POTPOURRI

Duet Gowés ke Puncak Eurad – Cupunagara

Melintas Wangunharja tampaklah perkebunan dan hutan pinus nan rimbun. Hutan ini langsung mengingatkan aku ke rute ‘Tanjakan Langit’ di tengah hutan pinus waktu pertama kali diajak IHG  (klub gowés ITB 89) ke daerah sini.

Oleh  : Anwar Holid

JERNIH– Buat menguatkan diri gowes jauh dan nanjak, kemarin aku menemani gowes seorang teman yang mau mengecek kebun kopi milik rekannya. Namanya Alvin — pengusaha kopi, pemilik merek Brandon & Jason Coffee.

“Tempatnya asyik,” kata dia.

“Di mana itu?” tanyaku.

“Cupunagara, dari Lembang ke atas lagi.”

“Deket Cibodas?”

“Bukan. Beda jalur ini… via Puncak Eurad.

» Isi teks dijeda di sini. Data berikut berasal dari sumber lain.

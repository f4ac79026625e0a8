/// Table reference extraction.
///
/// The registry needs to know which tables a query reads so the change
/// notifier can watch them. [`SqlTableExtractor`] parses the query with
/// `sqlparser` and collects every relation it reads, including those inside
/// subqueries, set operations and common table expressions. Names declared
/// by `WITH` and table functions such as `generate_series` are skipped.
use crate::error::{LiveError, LiveResult};
use crate::types::Params;
use async_trait::async_trait;
use regex::Regex;
use sqlparser::ast::{Ident, ObjectName, ObjectNamePart, Query, TableFactor, Visit, Visitor};
use sqlparser::dialect::PostgreSqlDialect;
use sqlparser::parser::Parser;
use std::collections::BTreeSet;
use std::ops::ControlFlow;
use std::sync::LazyLock;

/// Named placeholders (`${name}`, `$[name]`, `$(name)`, `$<name>`, `$/name/`)
/// that a Postgres parser does not accept.
static NAMED_PLACEHOLDER: LazyLock<Regex> = LazyLock::new(|| {
    Regex::new(r"\$(?:\{[\w.:]+\}|\[[\w.:]+\]|\([\w.:]+\)|<[\w.:]+>|/[\w.:]+/)")
        .expect("valid named placeholder regex")
});

/// Finds the tables a query reads.
#[async_trait]
pub trait TableExtractor: Send + Sync {
    /// Tables read by `query` when run with `params`.
    async fn tables(&self, query: &str, params: &Params) -> LiveResult<BTreeSet<String>>;
}

/// Extractor for Postgres SQL text.
#[derive(Debug, Clone, Copy, Default)]
pub struct SqlTableExtractor;

impl SqlTableExtractor {
    /// Create an extractor.
    pub fn new() -> Self {
        Self
    }

    /// Extract table names without going through the async trait.
    pub fn extract(&self, query: &str) -> LiveResult<BTreeSet<String>> {
        let sql = NAMED_PLACEHOLDER.replace_all(query, "$$1");
        let statements = Parser::parse_sql(&PostgreSqlDialect {}, &sql)
            .map_err(|e| LiveError::invalid(format!("failed to parse query: {}", e)))?;

        let mut relations = Relations::default();
        let _ = statements.visit(&mut relations);

        Ok(relations
            .tables
            .into_iter()
            .filter(|name| !relations.ctes.contains(name))
            .collect())
    }
}

#[async_trait]
impl TableExtractor for SqlTableExtractor {
    async fn tables(&self, query: &str, _params: &Params) -> LiveResult<BTreeSet<String>> {
        let tables = self.extract(query)?;
        if tables.is_empty() {
            return Err(LiveError::invalid(format!(
                "query reads no tables: {}",
                query.trim()
            )));
        }
        Ok(tables)
    }
}

#[derive(Default)]
struct Relations {
    tables: BTreeSet<String>,
    ctes: BTreeSet<String>,
}

impl Visitor for Relations {
    type Break = ();

    fn pre_visit_query(&mut self, query: &Query) -> ControlFlow<Self::Break> {
        if let Some(with) = &query.with {
            for cte in &with.cte_tables {
                self.ctes.insert(ident_name(&cte.alias.name));
            }
        }
        ControlFlow::Continue(())
    }

    fn pre_visit_table_factor(&mut self, factor: &TableFactor) -> ControlFlow<Self::Break> {
        if let TableFactor::Table {
            name, args: None, ..
        } = factor
        {
            self.tables.insert(object_name(name));
        }
        ControlFlow::Continue(())
    }
}

/// Unquoted identifiers fold to lower case the way Postgres folds them.
fn ident_name(ident: &Ident) -> String {
    match ident.quote_style {
        Some(_) => ident.value.clone(),
        None => ident.value.to_lowercase(),
    }
}

fn object_name(name: &ObjectName) -> String {
    name.0
        .iter()
        .filter_map(|part| match part {
            ObjectNamePart::Identifier(ident) => Some(ident_name(ident)),
            _ => None,
        })
        .collect::<Vec<_>>()
        .join(".")
}

#[cfg(test)]
mod tests {
    use super::*;

    fn extract(sql: &str) -> Vec<String> {
        SqlTableExtractor::new()
            .extract(sql)
            .unwrap()
            .into_iter()
            .collect()
    }

    #[test]
    fn test_simple_select() {
        assert_eq!(extract("SELECT * FROM t WHERE id < $1"), vec!["t"]);
        assert_eq!(extract("select * from Test where id < $[id]"), vec!["test"]);
    }

    #[test]
    fn test_joins_and_lists() {
        let sql = "SELECT u.name, o.total
                   FROM users u
                   LEFT JOIN orders AS o ON o.user_id = u.id
                   JOIN public.items i USING (id)";
        assert_eq!(
            extract(sql),
            vec!["orders", "public.items", "users"]
        );
        assert_eq!(extract("SELECT * FROM a, b AS x, \"Mixed\" WHERE 1=1"), vec!["Mixed", "a", "b"]);
    }

    #[test]
    fn test_skips_ctes_subqueries_and_functions() {
        let sql = "WITH recent AS (SELECT * FROM events WHERE ts > now()),
                        counts (n) AS (SELECT count(*) FROM recent)
                   SELECT EXTRACT(year FROM r.ts), s.x
                   FROM recent r, generate_series(1, 3) g
                   JOIN (SELECT * FROM sources) s ON true";
        assert_eq!(extract(sql), vec!["events", "sources"]);
    }

    #[test]
    fn test_ignores_literals_and_comments() {
        let sql = "SELECT 'from fake' AS s -- FROM commented
                   /* JOIN hidden */ FROM real_table";
        assert_eq!(extract(sql), vec!["real_table"]);
    }

    #[tokio::test]
    async fn test_no_tables_is_invalid() {
        let err = SqlTableExtractor::new()
            .tables("SELECT 1", &Params::None)
            .await
            .unwrap_err();
        assert!(matches!(err, LiveError::InvalidArgument { .. }));
    }

    #[test]
    fn test_unterminated_literal() {
        assert!(SqlTableExtractor::new().extract("SELECT 'oops FROM t").is_err());
    }

    #[test]
    fn test_set_operations_and_where_subqueries() {
        let sql = "SELECT id FROM a WHERE id IN (SELECT a_id FROM b)
                   UNION ALL
                   SELECT id FROM c WHERE $1 > 0";
        assert_eq!(extract(sql), vec!["a", "b", "c"]);
    }

    #[test]
    fn test_named_placeholders() {
        let sql = "SELECT * FROM users WHERE age >= ${min_age} AND name <> $[name] LIMIT $(n)";
        assert_eq!(extract(sql), vec!["users"]);
    }
}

Tahu Puncak Eurad?”

“Sering denger namanya… tapi belum pernah gowés ke sana,”kataku.

“Nah Cupunagara ini desa di sebelah Puncak Eurad.”

“OK siap… aku ikut gimana Marshal aja.”

Alvin pakai gravel, aku pakai road bike. Kami berangkat pukul 08.00 dari kedai kopinya di dekat pertigaan Geger Kalong Hilir. Kami menuju Lembang via Cipaku – Cijengkol yang lebih sepi dibanding jalan Ledeng -Setiabudhi. Kami gowés full tanpa istirahat sampai Pasar Sentral Lembang. Di sini kami pesan kelapa muda.

Seorang ibu di Cupunagara, asyikmemilih biji-biji kopi.

Terus lanjut belok ke Jalan Ciputri, yang ternyata sedang diperbaiki. Hikmahnya, ruas jalan mulusnya bisa dibilang sudah 95 persen. Ini beda banget dengan waktu terakhir kali aku gowés sorangan melintas jalan ini.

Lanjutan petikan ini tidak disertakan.